To make issues worse, as a result of the system identify can be backed as much as the person’s iCloud account, restoring an iPhone and signing again into the iCloud account linked to the HomeKit system would as soon as once more set off the bug.
In accordance with Spiniolas, “[t]his bug poses a major danger to the information of iOS customers, however the public can shield themselves from the worst of its results by disabling Dwelling units in management heart to be able to shield native knowledge.”

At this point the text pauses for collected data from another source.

//! Client of the messaging sidecar.
//!
//! Functions reach output bindings and pub/sub topics through a sidecar
//! process listening on localhost. The runtime owns one handle per process,
//! shares it with every invocation and closes it exactly once at shutdown.

use crate::error::{MessagingError, RuntimeError};
use async_trait::async_trait;
use bytes::Bytes;
use reqwest::header::CONTENT_TYPE;
use serde::Serialize;
use std::collections::HashMap;
use std::sync::atomic::{AtomicBool, Ordering};
use std::time::Duration;
use tracing::{debug, info};

/// Presence of either variable means a sidecar runs next to the function
pub const SIDECAR_GRPC_PORT_ENV: &str = "DAPR_GRPC_PORT";
pub const SIDECAR_HTTP_PORT_ENV: &str = "DAPR_HTTP_PORT";

pub const DEFAULT_SIDECAR_HTTP_PORT: u16 = 3500;

const READINESS_POLL_INTERVAL: Duration = Duration::from_millis(500);

/// Whether the process runs next to a messaging sidecar
pub fn sidecar_enabled() -> bool {
    std::env::var_os(SIDECAR_GRPC_PORT_ENV).is_some()
        || std::env::var_os(SIDECAR_HTTP_PORT_ENV).is_some()
}

/// Outbound messaging used by functions and by the runtime lifecycle
#[async_trait]
pub trait Messaging: Send + Sync + 'static {
    /// Block until the sidecar reports ready or `timeout` elapses
    async fn wait_ready(&self, timeout: Duration) -> Result<(), RuntimeError>;

    async fn publish(
        &self,
        pubsub_name: &str,
        topic: &str,
        data: Bytes,
        metadata: &HashMap<String, String>,
    ) -> Result<(), MessagingError>;

    /// Invoke an output binding and return its response body
    async fn invoke_binding(
        &self,
        binding_name: &str,
        operation: &str,
        data: Bytes,
        metadata: &HashMap<String, String>,
    ) -> Result<Bytes, MessagingError>;

    async fn close(&self);
}

#[derive(Serialize)]
struct BindingRequest<'a> {
    data: serde_json::Value,
    metadata: &'a HashMap<String, String>,
    operation: &'a str,
}

/// Sidecar client over its HTTP API
pub struct DaprClient {
    client: reqwest::Client,
    base_url: String,
    closed: AtomicBool,
}

impl DaprClient {
    /// Client for the sidecar on localhost, port from `DAPR_HTTP_PORT`
    pub fn from_env() -> Self {
        let port = std::env::var(SIDECAR_HTTP_PORT_ENV)
            .ok()
            .and_then(|port| port.trim().parse::<u16>().ok())
            .unwrap_or(DEFAULT_SIDECAR_HTTP_PORT);

        Self::with_base_url(format!("http://127.0.0.1:{}", port))
    }

    pub fn with_base_url(base_url: impl Into<String>) -> Self {
        let base_url = base_url.into().trim_end_matches('/').to_string();
        Self {
            client: reqwest::Client::new(),
            base_url,
            closed: AtomicBool::new(false),
        }
    }

    pub fn base_url(&self) -> &str {
        &self.base_url
    }

    fn ensure_open(&self) -> Result<(), MessagingError> {
        if self.closed.load(Ordering::Acquire) {
            Err(MessagingError::Closed)
        } else {
            Ok(())
        }
    }

    async fn is_healthy(&self) -> bool {
        let url = format!("{}/v1.0/healthz/outbound", self.base_url);
        match self.client.get(&url).send().await {
            Ok(response) => response.status().is_success(),
            Err(e) => {
                debug!("Sidecar health check failed: {}", e);
                false
            }
        }
    }

    async fn check(response: reqwest::Response) -> Result<Bytes, MessagingError> {
        let status = response.status();
        if status.is_success() {
            return Ok(response.bytes().await?);
        }

        let body = response.text().await.unwrap_or_default();
        Err(MessagingError::Status {
            status: status.as_u16(),
            body,
        })
    }
}

// Binding payloads travel inside a JSON document: JSON data is embedded as is,
// anything else as a string.
fn binding_data(data: &[u8]) -> serde_json::Value {
    match serde_json::from_slice(data) {
        Ok(value) => value,
        Err(_) => serde_json::Value::String(String::from_utf8_lossy(data).into_owned()),
    }
}

fn metadata_query(metadata: &HashMap<String, String>) -> Vec<(String, &str)> {
    metadata
        .iter()
        .map(|(k, v)| (format!("metadata.{}", k), v.as_str()))
        .collect()
}

#[async_trait]
impl Messaging for DaprClient {
    async fn wait_ready(&self, timeout: Duration) -> Result<(), RuntimeError> {
        info!("Waiting for sidecar at {} (timeout {:?})", self.base_url, timeout);

        let poll = async {
            loop {
                if self.is_healthy().await {
                    return;
                }
                tokio::time::sleep(READINESS_POLL_INTERVAL).await;
            }
        };

        tokio::time::timeout(timeout, poll)
            .await
            .map_err(|_| RuntimeError::SidecarTimeout(timeout))?;

        info!("Sidecar is ready");
        Ok(())
    }

    async fn publish(
        &self,
        pubsub_name: &str,
        topic: &str,
        data: Bytes,
        metadata: &HashMap<String, String>,
    ) -> Result<(), MessagingError> {
        self.ensure_open()?;

        let url = format!("{}/v1.0/publish/{}/{}", self.base_url, pubsub_name, topic);
        let content_type = if serde_json::from_slice::<serde_json::Value>(&data).is_ok() {
            "application/json"
        } else {
            "application/octet-stream"
        };

        debug!("Publishing {} bytes to {}/{}", data.len(), pubsub_name, topic);
        let response = self
            .client
            .post(&url)
            .query(&metadata_query(metadata))
            .header(CONTENT_TYPE, content_type)
            .body(data)
            .send()
            .await?;

        Self::check(response).await.map(|_| ())
    }

    async fn invoke_binding(
        &self,
        binding_name: &str,
        operation: &str,
        data: Bytes,
        metadata: &HashMap<String, String>,
    ) -> Result<Bytes, MessagingError> {
        self.ensure_open()?;

        let url = format!("{}/v1.0/bindings/{}", self.base_url, binding_name);
        let request = BindingRequest {
            data: binding_data(&data),
            metadata,
            operation,
        };

        debug!("Invoking binding {} ({})", binding_name, operation);
        let response = self.client.post(&url).json(&request).send().await?;

        Self::check(response).await
    }

    async fn close(&self) {
        if !self.closed.swap(true, Ordering::AcqRel) {
            info!("Closed sidecar client");
        }
    }
}
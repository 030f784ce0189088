use crate::config::{RuntimeConfig, RuntimeKind};
use crate::error::Result;
use crate::messaging::Messaging;
use crate::plugin::PluginChain;
use crate::registry::{Catalog, FunctionRegistry};
use crate::runtime::{AsyncRuntime, Runtime, SyncRuntime};
use std::sync::Arc;
#[cfg(unix)]
use tokio::signal::unix::{SignalKind, signal};
use tokio_util::sync::CancellationToken;
use tracing::{error, info};

/// Environment variable listing the catalog entries to serve, comma separated
pub const FUNCTION_TARGET_ENV: &str = "FUNCTION_TARGET";

/// Split a comma separated target list, dropping empty entries
pub fn parse_targets(value: &str) -> Vec<String> {
    value
        .split(',')
        .map(str::trim)
        .filter(|target| !target.is_empty())
        .map(String::from)
        .collect()
}

/// Entry point of a function process.
///
/// Builds the registry out of a catalog, picks the runtime selected by the
/// configuration and serves until Ctrl-C.
pub struct Invoker {
    config: Arc<RuntimeConfig>,
    runtime: Box<dyn Runtime>,
    shutdown_token: CancellationToken,
}

impl Invoker {
    pub fn new(
        config: RuntimeConfig,
        catalog: &Catalog,
        targets: &[String],
        plugins: PluginChain,
    ) -> Result<Self> {
        Self::build(config, catalog, targets, plugins, None)
    }

    /// Like [`Invoker::new`], with an explicit messaging handle
    pub fn with_messaging(
        config: RuntimeConfig,
        catalog: &Catalog,
        targets: &[String],
        plugins: PluginChain,
        messaging: Arc<dyn Messaging>,
    ) -> Result<Self> {
        Self::build(config, catalog, targets, plugins, Some(messaging))
    }

    /// Configuration from `FUNC_CONTEXT`, targets from `FUNCTION_TARGET`
    pub fn from_env(catalog: &Catalog, plugins: PluginChain) -> Result<Self> {
        let config = RuntimeConfig::from_env()?;
        let targets = std::env::var(FUNCTION_TARGET_ENV)
            .map(|value| parse_targets(&value))
            .unwrap_or_default();

        Self::new(config, catalog, &targets, plugins)
    }

    fn build(
        config: RuntimeConfig,
        catalog: &Catalog,
        targets: &[String],
        plugins: PluginChain,
        messaging: Option<Arc<dyn Messaging>>,
    ) -> Result<Self> {
        let config = Arc::new(config);
        let registry = FunctionRegistry::build(catalog, targets)?;

        info!(
            "Building {:?} runtime for function {} with {} functions and {} plugins",
            config.runtime,
            config.function_name,
            registry.len(),
            plugins.len()
        );

        let runtime: Box<dyn Runtime> = match config.runtime {
            RuntimeKind::Knative => {
                let runtime = SyncRuntime::new(config.clone(), registry, plugins)?;
                match messaging {
                    Some(messaging) => Box::new(runtime.with_messaging(messaging)),
                    None => Box::new(runtime),
                }
            }
            RuntimeKind::Async => {
                let runtime = AsyncRuntime::new(config.clone(), registry, plugins)?;
                match messaging {
                    Some(messaging) => Box::new(runtime.with_messaging(messaging)),
                    None => Box::new(runtime),
                }
            }
        };

        Ok(Self {
            config,
            runtime,
            shutdown_token: CancellationToken::new(),
        })
    }

    pub fn config(&self) -> &RuntimeConfig {
        &self.config
    }

    /// Token that stops the invoker when cancelled
    pub fn shutdown_token(&self) -> CancellationToken {
        self.shutdown_token.clone()
    }

    /// Serve until Ctrl-C, SIGTERM or until the shutdown token is cancelled
    pub async fn run(self) -> Result<()> {
        info!("Starting function invoker: {}", self.config.function_name);

        self.handle_shutdown_signals()?;
        let result = self.runtime.start(self.shutdown_token.clone()).await;
        self.runtime.close().await;

        if let Err(e) = &result {
            error!("Function invoker stopped with error: {}", e);
        } else {
            info!("Function invoker stopped");
        }
        result
    }

    // Setup Ctrl-C and SIGTERM handlers. SIGTERM is registered before
    // returning so the default disposition never kills the process.
    fn handle_shutdown_signals(&self) -> Result<()> {
        let shutdown_token = self.shutdown_token.clone();

        #[cfg(unix)]
        let mut terminate = signal(SignalKind::terminate())?;

        tokio::spawn(async move {
            let ctrl_c = async {
                if let Err(e) = tokio::signal::ctrl_c().await {
                    error!("Failed to listen for Ctrl-C signal: {}", e);
                    std::future::pending::<()>().await;
                }
            };

            #[cfg(unix)]
            let terminated = async move {
                terminate.recv().await;
            };
            #[cfg(not(unix))]
            let terminated = std::future::pending::<()>();

            tokio::select! {
                _ = ctrl_c => {
                    info!("Received Ctrl-C signal, initiating graceful shutdown");
                }
                _ = terminated => {
                    info!("Received SIGTERM, initiating graceful shutdown");
                }
            }
            shutdown_token.cancel();
        });

        Ok(())
    }
}

#[cfg(test)]
mod tests {
    use super::*;
    use crate::context::Context;
    use crate::error::{ConfigurationError, InvokeResult, RuntimeError};
    use crate::event::{HttpRequest, HttpResponse};
    use crate::function::{HttpFunction, OpenFunction};
    use crate::output::Output;
    use async_trait::async_trait;
    use bytes::Bytes;

    #[derive(Default)]
    struct Page;

    #[async_trait]
    impl HttpFunction for Page {
        async fn service(&self, _req: &HttpRequest, res: &mut HttpResponse) -> InvokeResult {
            res.write("page");
            Ok(())
        }
    }

    #[derive(Default)]
    struct Echo;

    #[async_trait]
    impl OpenFunction for Echo {
        async fn accept(&self, _ctx: &mut Context, payload: Bytes) -> InvokeResult<Output> {
            Ok(Output::new().with_data(payload))
        }
    }

    fn catalog() -> Catalog {
        let mut catalog = Catalog::new();
        catalog.http::<Page>("page").open::<Echo>("echo");
        catalog
    }

    #[test]
    fn test_parse_targets() {
        assert_eq!(parse_targets("a, b,,c "), vec!["a", "b", "c"]);
        assert!(parse_targets(" ").is_empty());
    }

    #[test]
    fn test_async_mode_rejects_http_functions() {
        let config = RuntimeConfig {
            runtime: RuntimeKind::Async,
            ..Default::default()
        };

        let err = Invoker::new(config, &catalog(), &[], PluginChain::empty())
            .err()
            .unwrap();
        assert!(matches!(
            err,
            RuntimeError::Configuration(ConfigurationError::UnsupportedHandler { ref id, .. }) if id == "page"
        ));

        let config = RuntimeConfig {
            runtime: RuntimeKind::Async,
            ..Default::default()
        };
        assert!(Invoker::new(config, &catalog(), &["echo".to_string()], PluginChain::empty()).is_ok());
    }

    #[test]
    fn test_sync_mode_rejects_conflicting_routes() {
        // neither function declares a route, both land on the catch-all
        let err = Invoker::new(RuntimeConfig::default(), &catalog(), &[], PluginChain::empty())
            .err()
            .unwrap();
        assert!(matches!(
            err,
            RuntimeError::Configuration(ConfigurationError::RouteConflict { .. })
        ));
    }

    #[tokio::test]
    async fn test_run_stops_on_shutdown() {
        let config = RuntimeConfig {
            port: 0,
            ..Default::default()
        };
        let invoker =
            Invoker::new(config, &catalog(), &["page".to_string()], PluginChain::empty()).unwrap();

        let token = invoker.shutdown_token();
        let handle = tokio::spawn(invoker.run());
        token.cancel();

        handle.await.unwrap().unwrap();
    }

    #[cfg(unix)]
    #[tokio::test]
    async fn test_sigterm_cancels_shutdown_token() {
        let config = RuntimeConfig {
            port: 0,
            ..Default::default()
        };
        let invoker =
            Invoker::new(config, &catalog(), &["page".to_string()], PluginChain::empty()).unwrap();
        let token = invoker.shutdown_token();

        invoker.handle_shutdown_signals().unwrap();
        let status = std::process::Command::new("kill")
            .args(["-TERM", &std::process::id().to_string()])
            .status()
            .unwrap();
        assert!(status.success());

        tokio::time::timeout(std::time::Duration::from_secs(5), token.cancelled())
            .await
            .unwrap();
    }
}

Spiniolas determined to make this bug public after initially reporting the bug to Apple on August 10, and Apple promising a repair “earlier than 2022.” December 10, Apple then knowledgeable Spiniolas that the repair would come “early 2022,” which is when he determined to make the bug public on January 1, 2022.
“The general public ought to concentrate on this vulnerability and the way to forestall it from being exploited,” writes Spiniolas, “quite than being saved at midnight.”
Suppose you may be affected by this bug? Spiniolas has outlined the method to get the iPhone working once more.
- Restore the affected system from Restoration or DFU Mode
- Arrange the system as regular, however do NOT signal again into the iCloud account
- After setup is completed, signal into iCloud from settings. Instantly after doing so, disable the swap labeled “Dwelling.” The system and iCloud ought to now perform once more with out entry to Dwelling knowledge.